What the exercise asks:
Pick out every line of the entries below where "serde" occurs, and copy those lines.
• • • • •
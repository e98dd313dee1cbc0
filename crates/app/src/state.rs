//! Application state shared across handlers.

use std::sync::Arc;

use crate::config::AppConfig;
use crate::db::SessionStorage;
use crate::services::ShopLocks;
use crate::shopify::AdminClient;

/// Application state shared across all handlers.
///
/// This struct is cheaply cloneable via `Arc` and provides access to
/// the configuration, the Shopify client and session storage.
#[derive(Clone)]
pub struct AppState {
    inner: Arc<AppStateInner>,
}

struct AppStateInner {
    config: AppConfig,
    shopify: AdminClient,
    sessions: Arc<dyn SessionStorage>,
    locks: ShopLocks,
}

impl std::fmt::Debug for AppState {
    fn fmt(&self, f: &mut std::fmt::Formatter<'_>) -> std::fmt::Result {
        f.debug_struct("AppState")
            .field("config", &self.inner.config)
            .field("shopify", &self.inner.shopify)
            .finish_non_exhaustive()
    }
}

impl AppState {
    /// Create a new application state.
    ///
    /// # Arguments
    ///
    /// * `config` - App configuration
    /// * `sessions` - Offline session storage (Postgres in production)
    #[must_use]
    pub fn new(config: AppConfig, sessions: Arc<dyn SessionStorage>) -> Self {
        let shopify = AdminClient::new(&config.shopify);

        Self {
            inner: Arc::new(AppStateInner {
                config,
                shopify,
                sessions,
                locks: ShopLocks::new(),
            }),
        }
    }

    /// Get a reference to the app configuration.
    #[must_use]
    pub fn config(&self) -> &AppConfig {
        &self.inner.config
    }

    /// Get a reference to the Shopify Admin API client.
    #[must_use]
    pub fn shopify(&self) -> &AdminClient {
        &self.inner.shopify
    }

    /// Get a reference to the offline session storage.
    #[must_use]
    pub fn sessions(&self) -> &dyn SessionStorage {
        self.inner.sessions.as_ref()
    }

    /// Get a reference to the per-shop metafield locks.
    #[must_use]
    pub fn locks(&self) -> &ShopLocks {
        &self.inner.locks
    }
}
//! Catalog of installable theme sections.
//!
//! The Liquid sources are compiled into the binary. Installing a section
//! writes its source (with presets ensured) to `sections/{id}.liquid` in the
//! target theme.

mod presets;

use serde::Serialize;
use shopi_section_core::{AssetKey, AssetKeyError};

pub use presets::{ensure_presets, find_schema};

/// A section the app knows how to install.
#[derive(Debug, Clone, Copy, PartialEq, Eq, Serialize)]
#[serde(rename_all = "camelCase")]
pub struct Section {
    /// Identifier used in forms, metafields and as the section type.
    pub id: &'static str,
    /// Display name.
    pub name: &'static str,
    /// Short description for the dashboard card.
    pub description: &'static str,
    /// Liquid source as shipped.
    #[serde(skip)]
    pub source: &'static str,
}

/// Every section the app can install, in dashboard order.
pub const CATALOG: &[Section] = &[
    Section {
        id: "my-custom-section",
        name: "My Custom Section",
        description: "A customizable header banner with heading, text and a call-to-action button.",
        source: include_str!("../../liquid/my-custom-section.liquid"),
    },
    Section {
        id: "3d-carousel-pro",
        name: "3D Carousel Pro",
        description: "A 3D product carousel that showcases a collection with perspective cards.",
        source: include_str!("../../liquid/3d-carousel-pro.liquid"),
    },
];

/// Look up a catalog entry by identifier.
#[must_use]
pub fn lookup(id: &str) -> Option<&'static Section> {
    CATALOG.iter().find(|s| s.id == id)
}

impl Section {
    /// Theme asset key the section is installed under.
    ///
    /// # Errors
    ///
    /// Returns an error if the id does not form a valid asset path.
    pub fn asset_key(&self) -> Result<AssetKey, AssetKeyError> {
        AssetKey::parse(&format!("sections/{}.liquid", self.id))
    }

    /// Filename with non-alphanumeric characters stripped from the id.
    ///
    /// Last resort for the upload chain: some stores reject hyphenated or
    /// digit-leading section filenames through `themeFilesUpsert`.
    #[must_use]
    pub fn simplified_filename(&self) -> String {
        let stem: String = self
            .id
            .chars()
            .filter(char::is_ascii_alphanumeric)
            .collect();
        format!("sections/{stem}.liquid")
    }

    /// Liquid source with a `presets` entry guaranteed in the schema.
    #[must_use]
    pub fn liquid_with_presets(&self) -> String {
        ensure_presets(self.source, self.id)
    }
}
• • • • •
Task answer:
use serde::Serialize;
#[serde(rename_all = "camelCase")]
    #[serde(skip)]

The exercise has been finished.